The Deputy Speaker: The member for Port Arthur has two minutes, if he'd like to.

Mr Gravelle: Thank you, Mr Speaker, and I'd certainly like to thank the members for Cochrane South and Windsor-Walkerville and Kingston and The Islands for their kind comments and also their thoughts in terms of this issue.

I think it's clear that this government is just simply not recognizing that their responsibilities extend beyond basically thinking in terms of those who can fend for themselves. This is an issue where we're looking at people who absolutely have no other options, and it's the responsibility of this government to be sensitive to those people and those people who need this service. It extends to so many other aspects of this government that I continue to be more and more alarmed as I sit in my seat and as I stand here today.

The member for Windsor-Walkerville invoked the name of C.D. Howe. I would certainly invoke the name of Robert Andras, who was a federal representative in Thunder Bay for many, many years, with whom I worked and was very proud to work for. He was a man who basically, I know, would have been standing here as well fighting indeed for the same principles that I like to think I am.

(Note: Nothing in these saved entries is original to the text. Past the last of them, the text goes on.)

//! CLI subcommands.

#[expect(
    unreachable_pub,
    reason = "binary crate, pub inside private module is fine"
)]
pub mod canonical;
#[expect(
    unreachable_pub,
    reason = "binary crate, pub inside private module is fine"
)]
pub mod maintainers;
#[expect(
    unreachable_pub,
    reason = "binary crate, pub inside private module is fine"
)]
pub mod manifest;
#[expect(
    unreachable_pub,
    reason = "binary crate, pub inside private module is fine"
)]
pub mod validate;
#[expect(
    unreachable_pub,
    reason = "binary crate, pub inside private module is fine"
)]
pub mod verify;
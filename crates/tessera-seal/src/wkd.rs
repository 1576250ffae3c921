//! Web Key Directory address derivation.
//!
//! The lookup address for `local@domain` is
//! `https://domain/.well-known/openpgpkey/hu/<hash>?l=<local>`, where
//! `<hash>` is the SHA-1 of the local-part, base-32 encoded (RFC 4648
//! alphabet), unpadded and lowercased.

use data_encoding::BASE32_NOPAD;
use sha1::{Digest, Sha1};
use url::Url;

use crate::error::SealError;

/// Split an identity into `(local, domain)`.
///
/// Exactly one `@` is allowed and both halves must be non-empty.
pub fn split_identity(identity: &str) -> Result<(&str, &str), SealError> {
    let invalid = || SealError::InvalidIdentity(identity.to_owned());
    let (local, domain) = identity.split_once('@').ok_or_else(invalid)?;
    if local.is_empty() || domain.is_empty() || domain.contains('@') {
        return Err(invalid());
    }
    Ok((local, domain))
}

/// Hash a local-part into its WKD path segment.
pub fn wkd_hash(local: &str) -> String {
    let digest = Sha1::digest(local.as_bytes());
    BASE32_NOPAD.encode(&digest).to_ascii_lowercase()
}

/// Build the WKD lookup URL for `identity`.
pub fn wkd_url(identity: &str) -> Result<String, SealError> {
    let (local, domain) = split_identity(identity)?;
    let base = format!(
        "https://{domain}/.well-known/openpgpkey/hu/{}",
        wkd_hash(local)
    );
    let url = Url::parse_with_params(&base, &[("l", local)])
        .map_err(|_| SealError::InvalidIdentity(identity.to_owned()))?;
    Ok(url.into())
}

#[cfg(test)]
mod tests {
    use super::*;

    #[test]
    fn hash_matches_reference_vectors() {
        assert_eq!(wkd_hash("alice"), "kivso2rvnpptsaj57k7kftkd4fa6zspi");
        assert_eq!(wkd_hash("bob"), "jambvtjcwpw25pekir4grj67pttcteqk");
        // The local-part is hashed verbatim, case included.
        assert_eq!(wkd_hash("Joe.Doe"), "nmgxykytf5tbbko4oz7vfqjq5ujvsl37");
    }

    #[test]
    fn url_carries_hash_and_local_part() {
        let url = wkd_url("alice@example.com").unwrap();
        assert_eq!(
            url,
            "https://example.com/.well-known/openpgpkey/hu/kivso2rvnpptsaj57k7kftkd4fa6zspi?l=alice"
        );
    }

    #[test]
    fn malformed_identities_are_rejected() {
        for bad in ["alice", "@example.com", "alice@", "a@b@c", ""] {
            assert!(
                matches!(split_identity(bad), Err(SealError::InvalidIdentity(_))),
                "{bad:?} should be rejected"
            );
        }
    }

    #[test]
    fn domain_must_form_a_valid_host() {
        assert!(wkd_url("alice@exa mple.com").is_err());
    }
}
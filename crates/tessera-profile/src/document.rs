//! The device profile document model.
//!
//! A profile is kept as a generic YAML value so that canonicalization sees
//! every field, including ones this crate does not know about. Typed views
//! ([`SignatureBlock`], [`MaintainerRecord`]) are extracted on demand.

use std::path::Path;

use serde::{Deserialize, Serialize};
use serde_yaml::{Mapping, Value};

use crate::error::ProfileError;

/// A parsed device profile.
#[derive(Debug, Clone, PartialEq)]
pub struct Profile {
    value: Value,
}

/// The signature block found under `device.signature`.
#[derive(Debug, Clone, PartialEq, Eq, Serialize)]
pub struct SignatureBlock {
    /// Base64 of the detached OpenPGP signature (wire name `pgp`).
    pub signature_b64: String,
    /// Identity (email address) of the claimed signer.
    pub signed_by: String,
    /// Signing timestamp, as written by the signer.
    pub signed_at: Option<String>,
}

/// Result of looking for a signature block in a profile.
#[derive(Debug, Clone, PartialEq, Eq)]
pub enum SignatureField {
    /// No signature block, or an empty one.
    Absent,
    /// A well-formed block with both required fields.
    Present(SignatureBlock),
    /// A block exists but lacks required fields or has the wrong shape.
    Malformed(String),
}

/// A maintainer entry under `device.maintainers`.
#[derive(Debug, Clone, PartialEq, Eq, Default, Serialize, Deserialize)]
pub struct MaintainerRecord {
    /// Email identity, matched against `signature.signed_by`.
    #[serde(default, rename = "email")]
    pub identity: Option<String>,
    /// GitHub username.
    #[serde(default, rename = "github")]
    pub github_handle: Option<String>,
    /// Explicit location of the maintainer's public key.
    #[serde(default)]
    pub pgp_key_url: Option<String>,
    /// Expected OpenPGP fingerprint of the maintainer's key.
    #[serde(default)]
    pub pgp_fingerprint: Option<String>,
    /// Role in the registry.
    #[serde(default = "default_role")]
    pub role: String,
}

fn default_role() -> String {
    "contributor".to_owned()
}

impl Profile {
    /// Parse a profile from YAML text.
    ///
    /// `label` names the source in error messages.
    pub fn from_yaml_str(yaml: &str, label: &str) -> Result<Self, ProfileError> {
        let value: Value = serde_yaml::from_str(yaml).map_err(|source| ProfileError::ParseError {
            path: label.to_owned(),
            source,
        })?;
        Self::from_value(value, label)
    }

    /// Wrap an already-parsed YAML value.
    ///
    /// The value must be a mapping; the `device` section is checked lazily
    /// by the accessors and by validation.
    pub fn from_value(value: Value, label: &str) -> Result<Self, ProfileError> {
        if !value.is_mapping() {
            return Err(ProfileError::InvalidProfile {
                path: label.to_owned(),
                reason: "top level is not a mapping".to_owned(),
            });
        }
        Ok(Self { value })
    }

    /// Load a profile from a YAML file.
    pub fn load(path: &Path) -> Result<Self, ProfileError> {
        let data = std::fs::read_to_string(path)?;
        Self::from_yaml_str(&data, &path.display().to_string())
    }

    /// The raw YAML value.
    pub const fn as_value(&self) -> &Value {
        &self.value
    }

    /// The `device` section, if it is a mapping.
    pub fn device(&self) -> Option<&Mapping> {
        self.value.get("device").and_then(Value::as_mapping)
    }

    /// A string field of the `device` section.
    pub fn device_str(&self, key: &str) -> Option<&str> {
        self.device()
            .and_then(|d| d.get(key))
            .and_then(Value::as_str)
    }

    /// The `device.id` field.
    pub fn id(&self) -> Option<&str> {
        self.device_str("id")
    }

    /// Extract the signature block.
    pub fn signature(&self) -> SignatureField {
        let Some(raw) = self.device().and_then(|d| d.get("signature")) else {
            return SignatureField::Absent;
        };

        let block = match raw {
            Value::Null => return SignatureField::Absent,
            Value::Mapping(m) if m.is_empty() => return SignatureField::Absent,
            Value::Mapping(m) => m,
            _ => {
                return SignatureField::Malformed(
                    "device.signature is not a mapping".to_owned(),
                );
            }
        };

        let field = |key: &str| {
            block
                .get(key)
                .and_then(Value::as_str)
                .map(str::trim)
                .filter(|s| !s.is_empty())
                .map(str::to_owned)
        };

        let Some(signature_b64) = field("pgp") else {
            return SignatureField::Malformed("missing signature.pgp".to_owned());
        };
        let Some(signed_by) = field("signed_by") else {
            return SignatureField::Malformed("missing signature.signed_by".to_owned());
        };

        // Timestamps may have been written unquoted; keep whatever scalar is there.
        let signed_at = block.get("signed_at").and_then(|v| match v {
            Value::String(s) => Some(s.clone()),
            Value::Number(n) => Some(n.to_string()),
            _ => None,
        });

        SignatureField::Present(SignatureBlock {
            signature_b64,
            signed_by,
            signed_at,
        })
    }

    /// The maintainer records. Entries that are not mappings are skipped.
    pub fn maintainers(&self) -> Vec<MaintainerRecord> {
        let Some(list) = self
            .device()
            .and_then(|d| d.get("maintainers"))
            .and_then(Value::as_sequence)
        else {
            return Vec::new();
        };

        list.iter()
            .filter_map(|entry| match serde_yaml::from_value(entry.clone()) {
                Ok(record) => Some(record),
                Err(e) => {
                    tracing::warn!(error = %e, "skipping malformed maintainer entry");
                    None
                }
            })
            .collect()
    }

    /// The maintainer whose identity equals `identity`, if any.
    pub fn maintainer_for(&self, identity: &str) -> Option<MaintainerRecord> {
        self.maintainers()
            .into_iter()
            .find(|m| m.identity.as_deref() == Some(identity))
    }
}

#[cfg(test)]
mod tests {
    use super::*;

    const SIGNED: &str = r"
device:
  id: acme-meter-3000
  manufacturer: Acme
  model: Meter 3000
  maintainers:
    - email: alice@example.com
      github: alice
      pgp_key_url: https://keys.example.com/alice.asc
      pgp_fingerprint: 0123456789ABCDEF0123456789ABCDEF01234567
      role: vendor
    - github: bob
  signature:
    pgp: c2lnbmF0dXJl
    signed_by: alice@example.com
    signed_at: 2025-01-01T00:00:00Z
";

    fn parse(yaml: &str) -> Profile {
        Profile::from_yaml_str(yaml, "test.yaml").expect("parse")
    }

    #[test]
    fn extracts_signature_block() {
        let profile = parse(SIGNED);
        let SignatureField::Present(block) = profile.signature() else {
            panic!("expected a signature block");
        };
        assert_eq!(block.signature_b64, "c2lnbmF0dXJl");
        assert_eq!(block.signed_by, "alice@example.com");
        assert_eq!(block.signed_at.as_deref(), Some("2025-01-01T00:00:00Z"));
    }

    #[test]
    fn missing_or_empty_signature_is_absent() {
        let profile = parse("device:\n  id: x\n");
        assert_eq!(profile.signature(), SignatureField::Absent);

        let profile = parse("device:\n  id: x\n  signature: {}\n");
        assert_eq!(profile.signature(), SignatureField::Absent);

        let profile = parse("device:\n  id: x\n  signature:\n");
        assert_eq!(profile.signature(), SignatureField::Absent);
    }

    #[test]
    fn signature_without_signer_is_malformed() {
        let profile = parse("device:\n  signature:\n    pgp: abc\n");
        assert!(matches!(profile.signature(), SignatureField::Malformed(m) if m.contains("signed_by")));

        let profile = parse("device:\n  signature:\n    signed_by: a@b.c\n    pgp: ''\n");
        assert!(matches!(profile.signature(), SignatureField::Malformed(m) if m.contains("pgp")));

        let profile = parse("device:\n  signature: just-a-string\n");
        assert!(matches!(profile.signature(), SignatureField::Malformed(_)));
    }

    #[test]
    fn maintainers_default_role_and_lookup() {
        let profile = parse(SIGNED);
        let maintainers = profile.maintainers();
        assert_eq!(maintainers.len(), 2);
        assert_eq!(maintainers[0].role, "vendor");
        assert_eq!(maintainers[1].role, "contributor");
        assert_eq!(maintainers[1].identity, None);

        let alice = profile.maintainer_for("alice@example.com").expect("alice");
        assert_eq!(alice.github_handle.as_deref(), Some("alice"));
        assert!(profile.maintainer_for("mallory@example.com").is_none());
    }

    #[test]
    fn non_mapping_document_is_rejected() {
        let err = Profile::from_yaml_str("- a\n- b\n", "list.yaml").unwrap_err();
        assert!(err.to_string().contains("not a mapping"), "got: {err}");
    }
}
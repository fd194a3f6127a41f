//! Response outcome domain types

use std::fmt;

/// Outcome of a monitoring request, derived purely from its HTTP status code
#[derive(Debug, Clone, Copy, PartialEq, Eq)]
pub enum ResponseOutcome {
    Success,
    NotFound,
    Unauthorized,
    Forbidden,
    ServerError,
    Unrecognized(u16),
}

impl ResponseOutcome {
    /// Maps a status code to its outcome
    pub fn from_status(status: u16) -> Self {
        match status {
            200 => Self::Success,
            404 => Self::NotFound,
            401 => Self::Unauthorized,
            403 => Self::Forbidden,
            500 => Self::ServerError,
            other => Self::Unrecognized(other),
        }
    }
}

impl fmt::Display for ResponseOutcome {
    fn fmt(&self, f: &mut fmt::Formatter<'_>) -> fmt::Result {
        match self {
            Self::Success => write!(f, "success"),
            Self::NotFound => write!(f, "not found"),
            Self::Unauthorized => write!(f, "unauthorized"),
            Self::Forbidden => write!(f, "forbidden"),
            Self::ServerError => write!(f, "server error"),
            Self::Unrecognized(status) => write!(f, "unrecognized ({status})"),
        }
    }
}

In terms of invoking names, probably there's a couple of names that the people on the other side there should hear too. They are names from northern Ontario, northwestern Ontario, people again who will be probably telling them that their move in this particular piece of legislation is inappropriate and is wrong, and those names are George Wardrope, whom some of you may recall, and Leo Bernier, two fellows who in their day, I think, would have been standing here -- perhaps if they were here and we had the Tories of old, perhaps this legislation wouldn't be being put forward.

I ask those on the other side of the House to think in terms of those people and many other people I could think of who were there trying very much to represent the interests of all the people in the province rather than the minority that this government seems very keen on adapting to. I ask the government to withdraw this legislation and rethink the whole thing.

The Deputy Speaker: Further debate?

Mr Len Wood: It's a pleasure for me to make some comments on Bill 39, the bill that is designed to pull services out of small communities.

We all know that this is an interim measure that is intended to lead to full deregulation in the future somewhere down the road and with deregulation we've seen what has happened with the airline industry where the rates increased. When the deregulation first took place, within the first three years the rates increased about 31% and they're still going up.

If we look at what suffering the people are going to have to go through as a result of deregulating the bus industry, we know that there are coalitions that are out there right now. The coalition for senior citizens, the Amalgamated Transit Union, Canadian Federation of Students (Ontario), the United Transportation Union and the union of public service employees, have effectively made a case that deregulation would hurt the most vulnerable people in society in small northern communities.

I know there's a list of hundreds of towns that are going to lose their bus service as a result of the Harris government deregulating. Some of the towns in my community -- Kapuskasing, Smooth Rock Falls. I look at other ones on the way here, Powassan, Haliburton, Huntsville. The list goes on and on and I'll get into that a little bit later on in more detail. But the people I am very concerned about are the students, the seniors, the poor people, the people who don't have a driver's licence, the people who cannot afford a driver's licence.

The bus industry right now must go through these small towns and provide a service. In turn, if they lose a little bit of money on these routes, they're able to have their charter and take the bigger routes and they make money on those and it compensates for the little bit of money they might lose in these areas.

It's not the right route to go, as far as I'm concerned. We know that both the Liberals and the Tories have deregulated air service, rail service and the trucking industry. There's more competition in the trucking industry, but we have a concern for safety. If the trucking industry is not keeping its trucks up to par and tires are falling off and they go through the inspections and hundreds of them are being pulled off the road, is this what we want to see in the bus industry when deregulation comes into full effect a year or so down the road? I don't believe that's what people would like.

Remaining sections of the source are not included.